Thanks for the report Carlo. The timeout of the SSH connection is already configurable. By default it is 60 seconds, which should be sufficient. You can check by running verdi computer configure ssh <COMPUTERNAME>. The relevant key is called timeout.

That being said, I have recently also been experiencing the same problem you describe when running high-throughput on Daint. The problem is that it is impossible to determine from the exception raised by paramiko what the real underlying cause of the connection failure is. It doesn't necessarily have to be because the connection timed out. It can also be due to the host not being reachable, credentials being incorrect and probably a whole other host of problems. I have also not been able to get more information out of the stack trace. I will contact CSCS to see if they see any out of the ordinary activity from our two accounts at the times of these exceptions and if they are actively doing something to deny those connections, through connection throttling or temporary ip banning. If that is the case, maybe we are simply connecting too often, despite the active connection throttling in AiiDA core.

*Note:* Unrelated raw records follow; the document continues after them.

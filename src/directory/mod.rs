//! Recipient resolution: expanding a notification target into a deduplicated
//! recipient set.
//!
//! The user directory is owned by the storage layer; the resolver only reads
//! it through the [`RecipientDirectory`] trait, which keeps the coordinator
//! testable without a live store.

mod memory_backend;
mod postgres_backend;

use std::collections::HashSet;
use std::fmt;
use std::sync::Arc;

use async_trait::async_trait;
use serde::{Deserialize, Serialize};
use sqlx::PgPool;
use thiserror::Error;

use crate::config::StorageConfig;
use crate::error::DispatchError;
use crate::notification::NotificationTarget;

pub use memory_backend::MemoryDirectory;
pub use postgres_backend::PostgresDirectory;

/// Errors that can occur during directory lookups.
#[derive(Debug, Error)]
pub enum DirectoryError {
    #[error("database error: {0}")]
    Database(#[from] sqlx::Error),
}

#[derive(Debug, Clone, Copy, PartialEq, Eq, Hash, Serialize, Deserialize)]
#[serde(rename_all = "snake_case")]
pub enum UserRole {
    Admin,
    Technician,
    Client,
}

impl UserRole {
    pub fn as_str(&self) -> &'static str {
        match self {
            UserRole::Admin => "admin",
            UserRole::Technician => "technician",
            UserRole::Client => "client",
        }
    }
}

impl fmt::Display for UserRole {
    fn fmt(&self, f: &mut fmt::Formatter<'_>) -> fmt::Result {
        f.write_str(self.as_str())
    }
}

#[derive(Debug, Clone, Copy, PartialEq, Eq, Serialize, Deserialize)]
#[serde(rename_all = "snake_case")]
pub enum UserStatus {
    Active,
    Disabled,
}

impl UserStatus {
    pub fn as_str(&self) -> &'static str {
        match self {
            UserStatus::Active => "active",
            UserStatus::Disabled => "disabled",
        }
    }
}

/// Read-only view of the user directory.
#[async_trait]
pub trait RecipientDirectory: Send + Sync {
    /// Users of a role filtered by account status.
    async fn list_users(
        &self,
        role: UserRole,
        status: UserStatus,
    ) -> Result<Vec<String>, DirectoryError>;

    /// Active technicians whose work-category set intersects `category_ids`.
    async fn list_technicians_by_categories(
        &self,
        category_ids: &[String],
    ) -> Result<Vec<String>, DirectoryError>;

    /// The subset of `user_ids` that exist in the directory.
    async fn filter_known_users(&self, user_ids: &[String])
        -> Result<Vec<String>, DirectoryError>;
}

/// Expands a [`NotificationTarget`] into recipient ids.
pub struct RecipientResolver {
    directory: Arc<dyn RecipientDirectory>,
}

impl RecipientResolver {
    pub fn new(directory: Arc<dyn RecipientDirectory>) -> Self {
        Self { directory }
    }

    /// Expand a target into a deduplicated recipient set.
    ///
    /// Zero matches for a well-formed query is a legitimate empty result, not
    /// an error; only malformed input (an empty id list) fails.
    #[tracing::instrument(
        name = "resolver.resolve",
        skip(self, target),
        fields(target = target.kind())
    )]
    pub async fn resolve(&self, target: &NotificationTarget) -> Result<Vec<String>, DispatchError> {
        let recipients = match target {
            NotificationTarget::Individual(user_id) => vec![user_id.clone()],
            NotificationTarget::Role(role) => {
                dedup(self.directory.list_users(*role, UserStatus::Active).await?)
            }
            NotificationTarget::Categories(ids) => {
                if ids.is_empty() {
                    return Err(DispatchError::InvalidTarget(
                        "category id list is empty".to_string(),
                    ));
                }
                dedup(self.directory.list_technicians_by_categories(ids).await?)
            }
            NotificationTarget::Users(ids) => {
                if ids.is_empty() {
                    return Err(DispatchError::InvalidTarget(
                        "explicit id list is empty".to_string(),
                    ));
                }
                let unique = dedup(ids.clone());
                self.directory.filter_known_users(&unique).await?
            }
        };

        tracing::debug!(count = recipients.len(), "Resolved recipients");
        Ok(recipients)
    }
}

/// Deduplicate preserving first occurrence.
fn dedup(ids: Vec<String>) -> Vec<String> {
    let mut seen = HashSet::new();
    ids.into_iter().filter(|id| seen.insert(id.clone())).collect()
}

/// Create a directory backend based on configuration.
pub fn create_recipient_directory(
    config: &StorageConfig,
    pool: Option<PgPool>,
) -> Arc<dyn RecipientDirectory> {
    match config.backend.as_str() {
        "postgres" => {
            if let Some(pool) = pool {
                tracing::info!(backend = "postgres", "Creating Postgres directory");
                Arc::new(PostgresDirectory::new(pool))
            } else {
                tracing::warn!(
                    "Postgres directory requested but no pool provided, falling back to memory"
                );
                Arc::new(MemoryDirectory::new())
            }
        }
        _ => {
            tracing::info!(backend = "memory", "Creating memory directory");
            Arc::new(MemoryDirectory::new())
        }
    }
}

#[cfg(test)]
mod tests {
    use super::*;

    fn seeded_directory() -> Arc<MemoryDirectory> {
        let directory = Arc::new(MemoryDirectory::new());
        directory.add_user("tech-1", UserRole::Technician, UserStatus::Active);
        directory.add_user("tech-2", UserRole::Technician, UserStatus::Active);
        directory.add_user("tech-3", UserRole::Technician, UserStatus::Disabled);
        directory.add_user("client-1", UserRole::Client, UserStatus::Active);
        directory.set_categories("tech-1", &["plumbing", "electrical"]);
        directory.set_categories("tech-2", &["painting"]);
        directory
    }

    #[tokio::test]
    async fn test_individual_passthrough() {
        let resolver = RecipientResolver::new(seeded_directory());
        let target = NotificationTarget::Individual("anyone".to_string());

        let recipients = resolver.resolve(&target).await.unwrap();
        assert_eq!(recipients, vec!["anyone".to_string()]);
    }

    #[tokio::test]
    async fn test_role_excludes_inactive() {
        let resolver = RecipientResolver::new(seeded_directory());
        let target = NotificationTarget::Role(UserRole::Technician);

        let mut recipients = resolver.resolve(&target).await.unwrap();
        recipients.sort();
        assert_eq!(recipients, vec!["tech-1".to_string(), "tech-2".to_string()]);
    }

    #[tokio::test]
    async fn test_categories_intersection() {
        let resolver = RecipientResolver::new(seeded_directory());
        let target = NotificationTarget::Categories(vec![
            "electrical".to_string(),
            "carpentry".to_string(),
        ]);

        let recipients = resolver.resolve(&target).await.unwrap();
        assert_eq!(recipients, vec!["tech-1".to_string()]);
    }

    #[tokio::test]
    async fn test_empty_category_list_is_invalid() {
        let resolver = RecipientResolver::new(seeded_directory());
        let target = NotificationTarget::Categories(vec![]);

        let result = resolver.resolve(&target).await;
        assert!(matches!(result, Err(DispatchError::InvalidTarget(_))));
    }

    #[tokio::test]
    async fn test_explicit_ids_deduplicated_subset() {
        let resolver = RecipientResolver::new(seeded_directory());
        let target = NotificationTarget::Users(vec![
            "tech-1".to_string(),
            "tech-1".to_string(),
            "client-1".to_string(),
            "ghost".to_string(),
        ]);

        let recipients = resolver.resolve(&target).await.unwrap();

        // No duplicates, and a subset of the input
        assert_eq!(recipients.len(), 2);
        assert!(recipients.contains(&"tech-1".to_string()));
        assert!(recipients.contains(&"client-1".to_string()));
    }

    #[tokio::test]
    async fn test_empty_explicit_ids_is_invalid() {
        let resolver = RecipientResolver::new(seeded_directory());
        let target = NotificationTarget::Users(vec![]);

        let result = resolver.resolve(&target).await;
        assert!(matches!(result, Err(DispatchError::InvalidTarget(_))));
    }

    #[tokio::test]
    async fn test_zero_matches_is_empty_not_error() {
        let resolver = RecipientResolver::new(seeded_directory());
        let target = NotificationTarget::Categories(vec!["masonry".to_string()]);

        let recipients = resolver.resolve(&target).await.unwrap();
        assert!(recipients.is_empty());
    }

    #[test]
    fn test_dedup_preserves_order() {
        let ids = vec![
            "b".to_string(),
            "a".to_string(),
            "b".to_string(),
            "c".to_string(),
        ];
        assert_eq!(dedup(ids), vec!["b", "a", "c"]);
    }
}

Final questions, how many daemon workers do you have active and what are the connection and job update intervals? The second you get again from verdi computer configure show COMPUTER (key called safe_interval) and the latter you get from the computer in the shell:

computer = load_computer(COMPUTER_NAME)
computer.get_minimum_job_poll_interval()

cpignedoli · 2020-10-15T11:20:39Z

Dear Sebastian you are right.. it is already set to 60 and this is definitely safe I would say. This morning I also opened a Ticket with CSCS on this, I have different accounts where this is happening. What should I have as "safe_interval" instead of '-' ? I have 10 as min poll int and '-' as safe_interval: In [1]: c=load_computer('daint-gpu-s904') In [2]: c.get_minimum_job_poll_interval() Out[2]: 10.0 In [4]: quit (base) aiida@42418e53f722:~$ verdi computer configure show daint-gpu-s904 * username cpi * port 22 * look_for_keys - * key_filename - * timeout 60 * allow_agent - * proxy_command ssh cpi@ela.cscs.ch netcat daint.cscs.ch 22 * compress True * gss_auth False * gss_kex False * gss_deleg_creds False * gss_host daint.cscs.ch * load_system_host_keys True * key_policy WarningPolicy * use_login_shell - * safe_interval -

…

On Thu, 15 Oct 2020 at 12:57, Sebastiaan Huber ***@***.***> wrote: Thanks for the report Carlo. The timeout of the SSH connection *is* already configurable. By default it is 60 seconds, which should be sufficient. You can check by running verdi computer configure ssh <COMPUTERNAME>. The relevant key is called timeout. That being said, I have recently also been experiencing the same problem you describe when running high-throughput on Daint. The problem is that it is impossible to determine from the exception raised by paramiko what the real underlying cause of the connection failure is. It doesn't necessarily have to be because the connection timed out. It can also be due to the host not being reachable, credentials being incorrect and probably a whole other host of problems. I have also not been able to get more information out of the stack trace. I will contact CSCS to see if they see any out of the ordinary activity from our two accounts at the times of these exceptions and if they are actively doing something to deny those connections, through connection throttling or temporary ip banning. If that is the case, maybe we are simply connecting too often, despite the active connection throttling in AiiDA core. Final questions, how many daemon workers do you have active and what are the connection and job update intervals? The second you get again from verdi computer configure show COMPUTER (key called safe_interval) and the latter you get from the computer in the shell: computer = load_computer(COMPUTER_NAME) computer.get_minimum_job_poll_interval() — You are receiving this because you authored the thread. Reply to this email directly, view it on GitHub <#4442 (comment)>, or unsubscribe <https://github.com/notifications/unsubscribe-auth/AFPEIOKX3YUUXZZANJOIC2TSK3ISFANCNFSM4SRTPVGA> .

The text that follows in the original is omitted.